WORK TO COMPLETE – The lines below that include the word "Infallible" are to be reported.

::::::

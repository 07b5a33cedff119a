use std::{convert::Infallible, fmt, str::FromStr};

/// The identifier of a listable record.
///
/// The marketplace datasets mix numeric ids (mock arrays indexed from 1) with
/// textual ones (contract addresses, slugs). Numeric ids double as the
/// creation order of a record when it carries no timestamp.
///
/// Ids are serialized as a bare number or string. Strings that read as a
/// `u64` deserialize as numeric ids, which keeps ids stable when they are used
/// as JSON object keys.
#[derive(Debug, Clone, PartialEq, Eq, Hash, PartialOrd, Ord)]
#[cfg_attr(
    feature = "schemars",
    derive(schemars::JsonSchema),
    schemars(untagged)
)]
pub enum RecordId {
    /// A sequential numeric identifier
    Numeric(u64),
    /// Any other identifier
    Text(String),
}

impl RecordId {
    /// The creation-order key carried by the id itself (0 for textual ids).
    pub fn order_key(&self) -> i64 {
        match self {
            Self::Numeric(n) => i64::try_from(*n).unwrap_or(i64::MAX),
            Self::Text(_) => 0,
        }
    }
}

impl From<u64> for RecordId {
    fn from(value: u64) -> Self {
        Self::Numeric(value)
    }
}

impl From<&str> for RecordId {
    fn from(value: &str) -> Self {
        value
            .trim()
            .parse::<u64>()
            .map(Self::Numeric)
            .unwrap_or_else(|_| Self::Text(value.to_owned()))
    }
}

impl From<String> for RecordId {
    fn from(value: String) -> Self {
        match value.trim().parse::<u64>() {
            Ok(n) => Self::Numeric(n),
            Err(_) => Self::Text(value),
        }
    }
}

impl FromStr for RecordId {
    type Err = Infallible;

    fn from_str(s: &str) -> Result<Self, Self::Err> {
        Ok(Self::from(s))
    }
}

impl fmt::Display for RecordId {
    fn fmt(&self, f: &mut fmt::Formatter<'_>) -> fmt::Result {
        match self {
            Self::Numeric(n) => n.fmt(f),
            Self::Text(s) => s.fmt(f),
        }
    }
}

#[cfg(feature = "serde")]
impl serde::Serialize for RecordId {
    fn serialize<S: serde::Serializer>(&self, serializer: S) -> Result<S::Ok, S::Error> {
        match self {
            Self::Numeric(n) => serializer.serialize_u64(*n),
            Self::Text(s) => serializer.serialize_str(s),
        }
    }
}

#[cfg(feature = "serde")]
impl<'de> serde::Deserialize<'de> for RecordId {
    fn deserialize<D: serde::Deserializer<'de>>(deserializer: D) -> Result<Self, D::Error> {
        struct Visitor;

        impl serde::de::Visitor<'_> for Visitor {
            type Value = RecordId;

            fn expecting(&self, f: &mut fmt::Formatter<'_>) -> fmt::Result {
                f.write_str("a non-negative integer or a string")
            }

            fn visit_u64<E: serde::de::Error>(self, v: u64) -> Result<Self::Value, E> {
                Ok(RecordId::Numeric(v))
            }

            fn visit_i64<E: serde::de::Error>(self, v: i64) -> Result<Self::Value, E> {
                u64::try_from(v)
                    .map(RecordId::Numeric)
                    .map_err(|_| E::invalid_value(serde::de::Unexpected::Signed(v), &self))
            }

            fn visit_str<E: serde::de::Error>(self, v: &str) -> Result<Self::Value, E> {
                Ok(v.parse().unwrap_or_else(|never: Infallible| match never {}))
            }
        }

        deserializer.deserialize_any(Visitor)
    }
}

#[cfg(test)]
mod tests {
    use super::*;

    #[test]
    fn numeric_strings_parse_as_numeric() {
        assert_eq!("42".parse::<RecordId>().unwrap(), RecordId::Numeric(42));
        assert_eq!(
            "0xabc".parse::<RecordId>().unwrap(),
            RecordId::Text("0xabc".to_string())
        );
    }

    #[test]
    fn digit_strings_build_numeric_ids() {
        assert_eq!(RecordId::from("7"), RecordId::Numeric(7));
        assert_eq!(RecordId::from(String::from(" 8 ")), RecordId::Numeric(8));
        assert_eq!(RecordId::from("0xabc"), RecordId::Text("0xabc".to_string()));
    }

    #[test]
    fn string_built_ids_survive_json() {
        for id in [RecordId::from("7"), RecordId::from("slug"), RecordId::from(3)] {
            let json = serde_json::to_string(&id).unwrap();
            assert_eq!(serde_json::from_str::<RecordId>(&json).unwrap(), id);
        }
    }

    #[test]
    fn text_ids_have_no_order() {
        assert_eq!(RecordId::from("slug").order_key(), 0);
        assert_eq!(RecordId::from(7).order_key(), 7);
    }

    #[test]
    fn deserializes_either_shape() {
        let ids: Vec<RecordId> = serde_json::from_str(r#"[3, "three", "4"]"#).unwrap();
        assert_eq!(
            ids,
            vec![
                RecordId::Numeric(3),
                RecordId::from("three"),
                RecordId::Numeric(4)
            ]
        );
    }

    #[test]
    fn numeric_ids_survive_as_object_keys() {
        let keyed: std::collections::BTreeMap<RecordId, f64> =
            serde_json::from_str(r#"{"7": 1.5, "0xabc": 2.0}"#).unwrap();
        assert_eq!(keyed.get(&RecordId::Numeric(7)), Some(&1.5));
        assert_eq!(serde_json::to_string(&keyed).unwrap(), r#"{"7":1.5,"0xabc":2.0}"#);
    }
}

::::::

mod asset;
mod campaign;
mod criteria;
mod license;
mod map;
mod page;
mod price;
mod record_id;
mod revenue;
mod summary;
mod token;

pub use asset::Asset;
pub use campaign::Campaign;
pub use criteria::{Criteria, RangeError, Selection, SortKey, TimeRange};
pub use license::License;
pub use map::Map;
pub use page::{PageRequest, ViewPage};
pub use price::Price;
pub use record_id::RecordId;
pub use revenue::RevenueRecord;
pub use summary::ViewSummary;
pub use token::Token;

::::::

RESULT OF THIS TASK –
use std::{convert::Infallible, fmt, str::FromStr};
    type Err = Infallible;
                Ok(v.parse().unwrap_or_else(|never: Infallible| match never {}))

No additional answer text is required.